В каком бы стиле авторы ни представляли Октавия, но этот персонаж был всегда — не важно какой, плохой или хороший — однозначен. С Клеопатрой дело обстояло сложней. Если рассматривать её саму по себе, то она — представительница наследственной монархической власти, варианта автократического государства, которое уже представлено Октавием. Если её брать в тандеме с Антонием, то речь может идти об олигархическом правлении с опорой на родовую аристократию, которая на протяжении XVII и XVIII веков последовательно оттиралась в сторону монархами, стремящимися к прочной централизованной власти, поддерживаемой выслужившейся буржуазией. В трагедии, впервые опубликованной в Болонье в 1628 году, Клеопатра описывает Октавия (с заметной долей снобизма) как «ловкого» и «двуязычного». Она же, как представитель благородного и славного древнего царского дома, воплощает в себе «благородную верность и бестрепетное мужество». Октавий для публики того времени был воплощением нового, более эффективного, но менее романтически привлекательного порядка. Конституционная монархия во Франции, где Людовик XIV выступал в альянсе с Кольбером, или Англия после 1688 года были заполнены новым дворянством — noblesse de robe[16]
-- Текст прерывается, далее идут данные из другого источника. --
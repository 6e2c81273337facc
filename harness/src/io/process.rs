//! Child process execution with a deadline and capped output capture.
//!
//! Every pipe (stdin, stdout, stderr) is serviced on its own thread, so a
//! child that ignores its input or floods one stream cannot stall the
//! deadline. On Unix the child leads its own process group and the whole
//! group is killed on timeout, so descendants holding the output pipes go
//! with it. Readers still open after [`DRAIN_GRACE`] are abandoned and the
//! bytes captured so far are returned.

use std::io::{ErrorKind, Read, Write};
use std::mem;
use std::process::{Child, ChildStdin, Command, ExitStatus, Stdio};
use std::sync::mpsc::{self, Receiver, RecvTimeoutError};
use std::sync::{Arc, Mutex};
use std::thread::{self, JoinHandle};
use std::time::{Duration, Instant};

use anyhow::{Context, Result, anyhow, bail};
use tracing::{debug, instrument, warn};
use wait_timeout::ChildExt;

/// How long readers may keep draining after the child has exited or been killed.
pub const DRAIN_GRACE: Duration = Duration::from_secs(2);

const READ_CHUNK: usize = 8192;

/// Bytes kept from one output stream.
#[derive(Debug, Default, Clone, PartialEq, Eq)]
pub struct Captured {
    pub bytes: Vec<u8>,
    /// Bytes read past the cap and discarded.
    pub dropped: usize,
}

impl Captured {
    /// Lossy UTF-8 text, with a marker when bytes were dropped.
    pub fn lossy(&self, label: &str) -> String {
        let text = String::from_utf8_lossy(&self.bytes);
        if self.dropped == 0 {
            return text.into_owned();
        }
        format!("{text}\n[{label} truncated {} bytes]\n", self.dropped)
    }

    fn push(&mut self, chunk: &[u8], limit: usize) {
        let keep = chunk.len().min(limit.saturating_sub(self.bytes.len()));
        self.bytes.extend_from_slice(&chunk[..keep]);
        self.dropped += chunk.len() - keep;
    }
}

#[derive(Debug)]
pub struct ProcessOutput {
    pub status: ExitStatus,
    pub stdout: Captured,
    pub stderr: Captured,
    /// The deadline elapsed and the child was killed.
    pub timed_out: bool,
}

impl ProcessOutput {
    pub fn stdout_lossy(&self) -> String {
        self.stdout.lossy("stdout")
    }

    pub fn stderr_lossy(&self) -> String {
        self.stderr.lossy("stderr")
    }

    /// Stdout followed by stderr, for diagnostics.
    pub fn combined_lossy(&self) -> String {
        format!("{}{}", self.stdout_lossy(), self.stderr_lossy())
    }
}

/// Spawn `cmd`, feed it `stdin`, and wait at most `timeout`.
///
/// Each stream keeps at most `output_limit_bytes`; the rest is drained and
/// counted. A timeout is not an error: the child's process group is killed
/// and the output says so. The call returns within `timeout` plus
/// [`DRAIN_GRACE`] even when descendants keep the pipes open.
#[instrument(skip_all, fields(program = ?cmd.get_program(), timeout_secs = timeout.as_secs()))]
pub fn run_command_with_timeout(
    mut cmd: Command,
    stdin: Option<&[u8]>,
    timeout: Duration,
    output_limit_bytes: usize,
) -> Result<ProcessOutput> {
    cmd.stdin(if stdin.is_some() {
        Stdio::piped()
    } else {
        Stdio::null()
    })
    .stdout(Stdio::piped())
    .stderr(Stdio::piped());
    #[cfg(unix)]
    std::os::unix::process::CommandExt::process_group(&mut cmd, 0);

    let mut child = cmd
        .spawn()
        .with_context(|| format!("spawn {:?}", cmd.get_program()))?;
    debug!(pid = child.id(), "child spawned");

    let stdout = StreamCapture::start(
        child.stdout.take().ok_or_else(|| anyhow!("stdout not piped"))?,
        output_limit_bytes,
    );
    let stderr = StreamCapture::start(
        child.stderr.take().ok_or_else(|| anyhow!("stderr not piped"))?,
        output_limit_bytes,
    );
    let writer = match (stdin, child.stdin.take()) {
        (Some(input), Some(pipe)) => Some(feed(pipe, input.to_vec())),
        _ => None,
    };

    let (status, timed_out) = match child.wait_timeout(timeout).context("wait for child")? {
        Some(status) => (status, false),
        None => {
            warn!("deadline elapsed, killing process group");
            kill_tree(&mut child);
            (child.wait().context("reap child")?, true)
        }
    };

    let drain_deadline = Instant::now() + DRAIN_GRACE;
    let (stdout, stdout_open) = stdout.finish(drain_deadline).context("read stdout")?;
    let (stderr, stderr_open) = stderr.finish(drain_deadline).context("read stderr")?;
    if stdout_open || stderr_open {
        warn!("descendants still hold the output pipes, killing process group");
        kill_tree(&mut child);
    }
    if let Some(writer) = writer
        && writer.is_finished()
    {
        join(writer, "stdin writer")?.context("write stdin")?;
    }

    if stdout.dropped > 0 || stderr.dropped > 0 {
        warn!(
            stdout_dropped = stdout.dropped,
            stderr_dropped = stderr.dropped,
            "output exceeded cap"
        );
    }

    debug!(exit_code = ?status.code(), timed_out, "child finished");
    Ok(ProcessOutput {
        status,
        stdout,
        stderr,
        timed_out,
    })
}

/// One output pipe read on a background thread into a shared buffer.
struct StreamCapture {
    captured: Arc<Mutex<Captured>>,
    done: Receiver<std::io::Result<()>>,
}

impl StreamCapture {
    fn start<R: Read + Send + 'static>(mut reader: R, limit: usize) -> Self {
        let captured = Arc::new(Mutex::new(Captured::default()));
        let (tx, done) = mpsc::channel();
        let sink = Arc::clone(&captured);
        thread::spawn(move || {
            let mut chunk = [0u8; READ_CHUNK];
            let result = loop {
                match reader.read(&mut chunk) {
                    Ok(0) => break Ok(()),
                    Ok(n) => match sink.lock() {
                        Ok(mut captured) => captured.push(&chunk[..n], limit),
                        Err(_) => break Ok(()),
                    },
                    Err(err) if err.kind() == ErrorKind::Interrupted => {}
                    Err(err) => break Err(err),
                }
            };
            tx.send(result).ok();
        });
        Self { captured, done }
    }

    /// Wait for EOF until `deadline`; returns what was captured and whether the pipe is still open.
    fn finish(self, deadline: Instant) -> Result<(Captured, bool)> {
        let still_open = match self
            .done
            .recv_timeout(deadline.saturating_duration_since(Instant::now()))
        {
            Ok(result) => {
                result?;
                false
            }
            Err(RecvTimeoutError::Timeout) => true,
            Err(RecvTimeoutError::Disconnected) => bail!("reader thread panicked"),
        };
        let mut captured = self
            .captured
            .lock()
            .map_err(|_| anyhow!("output buffer poisoned"))?;
        Ok((mem::take(&mut *captured), still_open))
    }
}

/// Kill the child's process group, then the child itself.
fn kill_tree(child: &mut Child) {
    #[cfg(unix)]
    {
        let group = format!("-{}", child.id());
        match Command::new("kill")
            .args(["-KILL", "--", &group])
            .stdin(Stdio::null())
            .stdout(Stdio::null())
            .stderr(Stdio::null())
            .status()
        {
            Ok(status) if !status.success() => {
                debug!(exit_code = ?status.code(), "process group already gone");
            }
            Ok(_) => {}
            Err(err) => warn!(err = %err, "could not signal process group"),
        }
    }
    if let Err(err) = child.kill() {
        debug!(err = %err, "child already exited");
    }
}

/// A child that exits without reading its input is reported through its status.
fn feed(mut pipe: ChildStdin, input: Vec<u8>) -> JoinHandle<std::io::Result<()>> {
    thread::spawn(move || match pipe.write_all(&input) {
        Err(err) if err.kind() == ErrorKind::BrokenPipe => Ok(()),
        other => other,
    })
}

fn join<T>(handle: JoinHandle<T>, name: &str) -> Result<T> {
    handle.join().map_err(|_| anyhow!("{name} thread panicked"))
}

#[cfg(test)]
mod tests {
    use super::*;

    fn sh(script: &str) -> Command {
        let mut cmd = Command::new("sh");
        cmd.arg("-c").arg(script);
        cmd
    }

    fn run(script: &str, stdin: Option<&[u8]>, limit: usize) -> ProcessOutput {
        run_command_with_timeout(sh(script), stdin, Duration::from_secs(5), limit).expect("run")
    }

    #[test]
    fn separates_streams() {
        let output = run("printf trace; printf warning >&2", None, 1024);
        assert!(output.status.success());
        assert_eq!(output.stdout.bytes, b"trace");
        assert_eq!(output.stderr.bytes, b"warning");
        assert_eq!(output.combined_lossy(), "tracewarning");
    }

    #[test]
    fn prompt_reaches_stdin() {
        let output = run("cat", Some(b"/rwx:rwx"), 1024);
        assert_eq!(output.stdout_lossy(), "/rwx:rwx");
    }

    #[test]
    fn ignored_stdin_does_not_fail() {
        let prompt = vec![b'x'; 1 << 20];
        let output = run("exit 3", Some(&prompt), 1024);
        assert_eq!(output.status.code(), Some(3));
        assert!(!output.timed_out);
    }

    #[test]
    fn caps_each_stream() {
        let output = run("printf abcdef; printf 123456 >&2", None, 4);
        assert_eq!(
            output.stdout,
            Captured {
                bytes: b"abcd".to_vec(),
                dropped: 2
            }
        );
        assert_eq!(output.stderr.dropped, 2);
        assert!(output.stdout_lossy().ends_with("[stdout truncated 2 bytes]\n"));
    }

    #[test]
    fn deadline_kills_child() {
        let output = run_command_with_timeout(
            sh("printf started; exec sleep 5"),
            None,
            Duration::from_millis(200),
            1024,
        )
        .expect("run");
        assert!(output.timed_out);
        assert!(!output.status.success());
        assert_eq!(output.stdout.bytes, b"started");
    }

    #[test]
    fn deadline_kills_shell_and_its_children() {
        let started = Instant::now();
        let output = run_command_with_timeout(
            sh("sleep 4; echo done"),
            None,
            Duration::from_millis(200),
            1024,
        )
        .expect("run");
        assert!(output.timed_out);
        assert!(output.stdout.bytes.is_empty());
        assert!(started.elapsed() < Duration::from_secs(3), "{:?}", started.elapsed());
    }

    #[test]
    fn background_child_holding_pipes_is_abandoned() {
        let started = Instant::now();
        let output = run_command_with_timeout(
            sh("sleep 30 & echo started"),
            None,
            Duration::from_secs(5),
            1024,
        )
        .expect("run");
        assert!(output.status.success());
        assert!(!output.timed_out);
        assert_eq!(output.stdout_lossy(), "started\n");
        assert!(started.elapsed() < DRAIN_GRACE + Duration::from_secs(2));
    }

    #[test]
    fn missing_program_fails_to_spawn() {
        let err = run_command_with_timeout(
            Command::new("definitely-not-a-real-binary-4821"),
            None,
            Duration::from_secs(1),
            1024,
        )
        .expect_err("spawn fails");
        assert!(format!("{err:#}").contains("spawn"));
    }
}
, — и Октавий ассоциировался с этим новым строем. Антоний же и Клеопатра в пьесах того времени были высокомерны и знатны, благородны от рождения, но не умели ни управлять, ни подчиняться. Их кичливость, неуправляемость и независимость были сродни спеси и своевольству князей и графов средневековой Европы. Антоний в пьесе Седли гордо отказывается заключить мирный договор, который чреват обязательствами Риму, поскольку он не собирается «подчиняться государству». Клеопатра в трагедии Каппони взбешена ответом Октавия, когда он сообщает ей, что должен обсудить её дальнейшую судьбу с сенатом. Она согласна иметь дело с ним, единовластным правителем, но не допускает даже мысли о том, чтобы её участь обсуждалась на каком-то нелепом собрании. Вздорный характер аристократии не пользовался популярностью ни у демократов, ни у диктаторов. Кроме того, в XVII и XVIII веках, так же как и в Риме эпохи Августа, они всё ещё представляли собой угрозу централизованной власти. Октавий в трагедии «Клеопатра» Александра Соумета провозглашает намерение установить свою власть и привести к единому правлению «все эти народы, которые трясутся под гнетом своих царей». Меценат у Диона Кассия советовал Августу приблизить и держать при себе людей «благородного происхождения, высокой чести и большого богатства». «Таким образом в вашем распоряжении будут и помощники, и безопасность, так как вы соберёте и будете удерживать главных людей всех провинций. Потому что эти провинции, лишённые признанных лидеров, не решатся восстать». Умный совет, которому последовал (хотя, возможно, и не зная об этом) Людовик XIV, собравший вокруг себя в Версале весь цвет французской аристократии.В тех пьесах, где Антонию и Клеопатре отведены роли спесивых аристократов, обычные доводы в пользу монархии используются против них. Эти доводы — самого разного порядка: начиная с обыденно-практических и кончая религиозными, каковые, как правило, имели наибольшее значение. Роберт Филмер ссылается на св. Иоанна Златоуста[17]
: «Бог сотворил род человеческий из одного человека, потому что он хотел научить людей жить под управлением короля, а не под руководством многих». Короли правят Божьей милостью, утверждал Жак-Бенинь Боссюэ, потому что, когда дети Израилевы оказались в пустыне, они молились Господу, чтобы дал им предводителя, а не позволил остаться как овцам без пастуха. И ещё более убедительный пример единого управления, чем предводительство Моисея, был дан самими небесами. Как это популярно излагает Агриппа в пьесе Гарнье,Клеопатра, пытаясь противостоять попыткам Октавия захватить власть над миром, таким образом не только искушает его соблазном, но и бросает еретический вызов монотеизму. «Кто посягает на суверенного господина, тот посягает на Бога, чьим представителем он является», — пишет Боден.